O ninho que chocou a Internet não existe mais. As inovações e operação dela não se dão mais pelo acordo de cavalheiros entre governo, academia, empresas, técnicos e ONGs. Desde que a rede se tornou o palco central da cultura, da vida social, da economia e da política, tanto o setor privado como o setor público têm agido para desfigurar essa rede e tê-la somente para si. O internauta desinformado assiste a tudo sem esboçar reação.

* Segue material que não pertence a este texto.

use std::io::{self, BufRead, Write};

use serde_json::{json, Value};
use tracing::{debug, error};

use arlo_store::SqliteStore;

use crate::exports::ExportDir;
use crate::protocol::{JsonRpcMessage, JsonRpcResponse};
use crate::tools;

const SERVER_NAME: &str = "arlo";
const SERVER_VERSION: &str = env!("CARGO_PKG_VERSION");
const PROTOCOL_VERSION: &str = "2024-11-05";

/// Run the MCP server on stdio. Blocks until stdin is closed.
pub fn run_server(store: &SqliteStore, exports: &ExportDir) -> anyhow::Result<()> {
    let stdin = io::stdin();
    let mut stdout = io::stdout();

    for line in stdin.lock().lines() {
        let line = match line {
            Ok(l) => l,
            Err(e) => {
                error!("stdin read error: {e}");
                break;
            }
        };

        let line = line.trim();
        if line.is_empty() {
            continue;
        }

        let msg: JsonRpcMessage = match serde_json::from_str(line) {
            Ok(m) => m,
            Err(e) => {
                error!("invalid JSON-RPC: {e}");
                let resp = JsonRpcResponse::err(Value::Null, -32700, format!("parse error: {e}"));
                write_response(&mut stdout, &resp)?;
                continue;
            }
        };

        let method = msg.method.as_deref().unwrap_or("");
        debug!("MCP request: {method}");

        // Notifications carry no id and get no response
        let id = match msg.id {
            Some(id) => id,
            None => continue,
        };

        let response = match method {
            "initialize" => handle_initialize(id),
            "ping" => JsonRpcResponse::ok(id, json!({})),
            "tools/list" => JsonRpcResponse::ok(id, tools::tool_definitions()),
            "tools/call" => handle_tools_call(id, &msg.params, store, exports),
            other => JsonRpcResponse::method_not_found(id, other),
        };

        write_response(&mut stdout, &response)?;
    }

    Ok(())
}

fn write_response(stdout: &mut io::Stdout, resp: &JsonRpcResponse) -> anyhow::Result<()> {
    let json = serde_json::to_string(resp)?;
    writeln!(stdout, "{json}")?;
    stdout.flush()?;
    Ok(())
}

fn handle_initialize(id: Value) -> JsonRpcResponse {
    JsonRpcResponse::ok(
        id,
        json!({
            "protocolVersion": PROTOCOL_VERSION,
            "capabilities": {
                "tools": {}
            },
            "serverInfo": {
                "name": SERVER_NAME,
                "version": SERVER_VERSION
            },
            "instructions": ARLO_INSTRUCTIONS
        }),
    )
}

const ARLO_INSTRUCTIONS: &str = "\
Arlo logs and reviews gym workouts. Stick to tool output; never invent data.\n\
\n\
LOG (log_workout): call exactly once per workout with one `workout` object:\n\
{\"workout_date\": \"YYYY-MM-DD|today|yesterday|tomorrow\", \"notes\": \"optional\",\n\
 \"entries\": [{\"exercise_name\": \"Bench Press\",\n\
   \"sets\": [{\"set_number\": 1, \"reps\": 8, \"weight\": 60, \"notes\": \"optional\"}]}]}\n\
If the user gave no date, use `today`. Keep the exercises the user named; do not\n\
invent extras. Each set needs at least one of reps/weight/duration_minutes/\n\
distance_km; ask one short follow-up instead of guessing missing numbers.\n\
\n\
PROGRESS (get_exercise_progress): date-ordered set history for one exercise.\n\
Include the dates when summarizing.\n\
\n\
LAST (get_last_workout): most recent workout with all its sets, one row per set.\n\
\n\
DELETE (delete_last_workout): destructive; call with confirm=true only after\n\
the user has asked to delete.\n\
\n\
SAVE (save_to_md_file / save_to_txt_file): file naming is handled internally;\n\
never ask the user for a filename. Reply with the returned path.";

fn handle_tools_call(
    id: Value,
    params: &Option<Value>,
    store: &SqliteStore,
    exports: &ExportDir,
) -> JsonRpcResponse {
    let params = match params {
        Some(p) => p,
        None => {
            return JsonRpcResponse::invalid_params(id, "missing params");
        }
    };

    let tool_name = match params.get("name").and_then(|v| v.as_str()) {
        Some(n) => n,
        None => {
            return JsonRpcResponse::invalid_params(id, "missing tool name");
        }
    };

    let args = params.get("arguments").cloned().unwrap_or(json!({}));

    let result = tools::call_tool(store, exports, tool_name, &args);
    JsonRpcResponse::ok(id, serde_json::to_value(result).unwrap_or(json!(null)))
}
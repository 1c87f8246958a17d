use chrono::{DateTime, Utc};
use serde::{Deserialize, Serialize};

/// One validated set within an exercise entry. Produced only by the
/// validation pipeline; `set_number` stays `None` until the store assigns
/// the 1-based position at insert time.
#[derive(Debug, Clone, Default, Serialize, Deserialize)]
pub struct SetEntry {
    pub set_number: Option<i64>,
    pub reps: Option<i64>,
    pub weight: Option<f64>,
    pub duration_minutes: Option<f64>,
    pub distance_km: Option<f64>,
    pub notes: Option<String>,
}

impl SetEntry {
    /// At least one metric must survive coercion for a set to be kept.
    pub fn has_metrics(&self) -> bool {
        self.reps.is_some()
            || self.weight.is_some()
            || self.duration_minutes.is_some()
            || self.distance_km.is_some()
    }
}

/// All sets logged under one exercise name within a single request.
#[derive(Debug, Clone, Serialize, Deserialize)]
pub struct ExerciseEntry {
    pub exercise_name: String,
    pub sets: Vec<SetEntry>,
}

/// A fully validated logging request. Exists only between validation and
/// persistence; never partially filled.
#[derive(Debug, Clone, Serialize, Deserialize)]
pub struct WorkoutLog {
    /// Canonical `YYYY-MM-DD`.
    pub workout_date: String,
    pub notes: Option<String>,
    pub entries: Vec<ExerciseEntry>,
}

/// One persisted workout row.
#[derive(Debug, Clone, Serialize, Deserialize)]
pub struct Workout {
    pub id: i64,
    pub workout_date: String,
    pub notes: Option<String>,
    pub created_at: DateTime<Utc>,
}

/// One persisted set row, as read back alongside its workout.
#[derive(Debug, Clone, Serialize, Deserialize)]
pub struct LoggedSet {
    pub exercise_name: String,
    pub set_number: i64,
    pub reps: Option<i64>,
    pub weight: Option<f64>,
    pub duration_minutes: Option<f64>,
    pub distance_km: Option<f64>,
    pub notes: Option<String>,
}

/// One point in an exercise's history, ordered by workout date.
#[derive(Debug, Clone, Serialize, Deserialize)]
pub struct SeriesPoint {
    pub workout_date: String,
    pub reps: Option<i64>,
    pub weight: Option<f64>,
    pub duration_minutes: Option<f64>,
    pub distance_km: Option<f64>,
}

/// Identifying info returned after deleting the most recent workout.
#[derive(Debug, Clone, Serialize, Deserialize)]
pub struct DeletedWorkout {
    pub id: i64,
    pub workout_date: String,
    pub notes: Option<String>,
    pub created_at: DateTime<Utc>,
    pub deleted_sets: usize,
}

#[derive(Debug, Clone)]
pub struct StoreStats {
    pub total_workouts: usize,
    pub total_sets: usize,
    pub first_date: Option<String>,
    pub last_date: Option<String>,
}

Novos protocolos e produtos têm berço no setor privado, sem a interoperabilidade e a longevidade de outrora como já conversamos nesta coluna quando nos perguntamos “Quem faria almoço grátis para a IA?”. Por sua vez, o setor público tem aprovado leis que transformam a Internet de mundial, inteiriça e aberta em uma rede nacional, fragmentada e fechada, como também já conversamos nesta coluna quando te respondi quais são os efeitos colaterais da Lei Felca.

Se você ainda tem mais aniversários por fazer do que já feitos, será testemunha ocular do fim da Internet se não mudarmos esse rumo da rede. Por força do hábito chamaremos o que sobrar de Internet, mas ela em quase nada se assemelhará à qual hoje conhecemos desde 1966, não importa a qual santo oremos.

Disse Edmund Burke que “Um povo que não conhece sua História está fadado a repeti-la.” e ele está certo. Porém, contei a você, internauta, um fragmento da história da Internet para que justamente você a repita ao preservar a maior obra da humanidade através de suas escolhas. Preferindo soluções interoperáveis como as de código aberto (ex.: Firefox), financiando esses projetos, protegendo a rede das ofensivas do poder público ou resolvendo o problema da internet através de suas criações em algum outro par de guardanapos.